### WHAT THIS TASK INVOLVES
Every line containing the word "field" must be pulled from the records.

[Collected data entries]

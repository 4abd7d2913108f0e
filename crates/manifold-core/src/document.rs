//! Descriptor documents.
//!
//! Descriptor text (YAML or JSON) is parsed into a `serde_json::Value`, which
//! is the tagged tree every resolver walks: `Object` for maps, `Array` for
//! sequences and the remaining variants as scalars. Key order is preserved so
//! expanded documents keep the author's layout.
//!
//! Rules:
//! - text whose first non-blank character is `{` is parsed as JSON
//! - everything else is parsed as YAML and converted node by node
//! - non-string YAML keys are rendered to their YAML scalar text

use serde_json::{Map, Value};

use crate::errors::{ManifoldError, ManifoldResult};

/// True when the text looks like a JSON object.
pub fn is_json_object(text: &str) -> bool {
    text.trim_start().starts_with('{')
}

/// Parse descriptor text into a document tree.
pub fn parse_document(path: &str, text: &str) -> ManifoldResult<Value> {
    if is_json_object(text) {
        return serde_json::from_str(text)
            .map_err(|e| ManifoldError::malformed(path, format!("invalid json: {e}")));
    }

    let y: serde_yaml::Value = serde_yaml::from_str(text)
        .map_err(|e| ManifoldError::malformed(path, format!("invalid yaml: {e}")))?;
    yaml_to_json(&y).map_err(|message| ManifoldError::malformed(path, message))
}

/// Parse descriptor text that must be a mapping at the root.
pub fn parse_mapping(path: &str, text: &str) -> ManifoldResult<Map<String, Value>> {
    match parse_document(path, text)? {
        Value::Object(map) => Ok(map),
        other => Err(ManifoldError::malformed(
            path,
            format!("expected a mapping at the document root, found {}", kind_name(&other)),
        )),
    }
}

/// Render a document back to YAML.
pub fn to_yaml_string(v: &Value) -> ManifoldResult<String> {
    serde_yaml::to_string(v).map_err(|e| ManifoldError::malformed("<document>", e.to_string()))
}

/// Convert a YAML value into the document tree.
pub fn yaml_to_json(v: &serde_yaml::Value) -> Result<Value, String> {
    match v {
        serde_yaml::Value::Null => Ok(Value::Null),
        serde_yaml::Value::Bool(b) => Ok(Value::Bool(*b)),
        serde_yaml::Value::Number(n) => {
            if let Some(i) = n.as_i64() {
                Ok(Value::Number(i.into()))
            } else if let Some(u) = n.as_u64() {
                Ok(Value::Number(u.into()))
            } else if let Some(f) = n.as_f64() {
                serde_json::Number::from_f64(f)
                    .map(Value::Number)
                    .ok_or_else(|| format!("unrepresentable float in yaml: {f}"))
            } else {
                Err("unknown numeric type in yaml".to_string())
            }
        }
        serde_yaml::Value::String(s) => Ok(Value::String(s.clone())),
        serde_yaml::Value::Sequence(seq) => seq
            .iter()
            .map(yaml_to_json)
            .collect::<Result<Vec<_>, _>>()
            .map(Value::Array),
        serde_yaml::Value::Mapping(map) => {
            let mut obj = Map::with_capacity(map.len());
            for (k, v2) in map {
                obj.insert(yaml_key(k)?, yaml_to_json(v2)?);
            }
            Ok(Value::Object(obj))
        }
        // Local tags such as `!Ref` carry no meaning for reference expansion.
        serde_yaml::Value::Tagged(tagged) => yaml_to_json(&tagged.value),
    }
}

fn yaml_key(k: &serde_yaml::Value) -> Result<String, String> {
    match k {
        serde_yaml::Value::String(s) => Ok(s.clone()),
        serde_yaml::Value::Bool(b) => Ok(b.to_string()),
        serde_yaml::Value::Number(n) => Ok(n.to_string()),
        serde_yaml::Value::Null => Ok("null".to_string()),
        other => serde_yaml::to_string(other)
            .map(|s| s.trim().to_string())
            .map_err(|e| format!("unsupported yaml key: {e}")),
    }
}

/// Short name of a node kind, for messages.
pub fn kind_name(v: &Value) -> &'static str {
    match v {
        Value::Object(_) => "a mapping",
        Value::Array(_) => "a sequence",
        Value::String(_) => "a string",
        Value::Number(_) => "a number",
        Value::Bool(_) => "a boolean",
        Value::Null => "nothing",
    }
}

/// Find the first key of `map` whose lowercase form is one of `keys`.
pub fn find_key_ci<'a>(map: &'a Map<String, Value>, keys: &[&str]) -> Option<&'a str> {
    map.keys()
        .find(|k| keys.contains(&k.to_lowercase().as_str()))
        .map(|k| k.as_str())
}

/// String value under the first matching directive key.
pub fn find_string_ci<'a>(map: &'a Map<String, Value>, keys: &[&str]) -> Option<&'a str> {
    find_key_ci(map, keys).and_then(|k| map.get(k)).and_then(|v| v.as_str())
}

/// String field accessor.
pub fn get_str<'a>(map: &'a Map<String, Value>, key: &str) -> Option<&'a str> {
    map.get(key).and_then(|v| v.as_str())
}

/// Normalize a list-or-idmap field into a list of maps.
///
/// CWL allows `steps`, `inputs`, `hints`, ... to be either a list of maps or a
/// map keyed by an identifying field. In the map form each value must itself be
/// a map and receives `id_key: <key>`.
pub fn list_or_idmap(path: &str, v: Option<&Value>, id_key: &str) -> ManifoldResult<Vec<Value>> {
    match v {
        None | Some(Value::Null) => Ok(Vec::new()),
        Some(Value::Array(items)) => Ok(items.clone()),
        Some(Value::Object(map)) => {
            let mut out = Vec::with_capacity(map.len());
            for (k, item) in map {
                match item {
                    Value::Object(inner) => {
                        let mut m = inner.clone();
                        m.insert(id_key.to_string(), Value::String(k.clone()));
                        out.push(Value::Object(m));
                    }
                    // `hints: {SomeHint: null}` style shortcut
                    Value::Null => {
                        let mut m = Map::new();
                        m.insert(id_key.to_string(), Value::String(k.clone()));
                        out.push(Value::Object(m));
                    }
                    other => {
                        return Err(ManifoldError::malformed(
                            path,
                            format!("entry '{k}' must be a mapping, found {}", kind_name(other)),
                        ))
                    }
                }
            }
            Ok(out)
        }
        Some(other) => Err(ManifoldError::malformed(
            path,
            format!("expected a list or map, found {}", kind_name(other)),
        )),
    }
}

### RESPONSE AREA
/// String field accessor.
/// Normalize a list-or-idmap field into a list of maps.
/// map keyed by an identifying field. In the map form each value must itself be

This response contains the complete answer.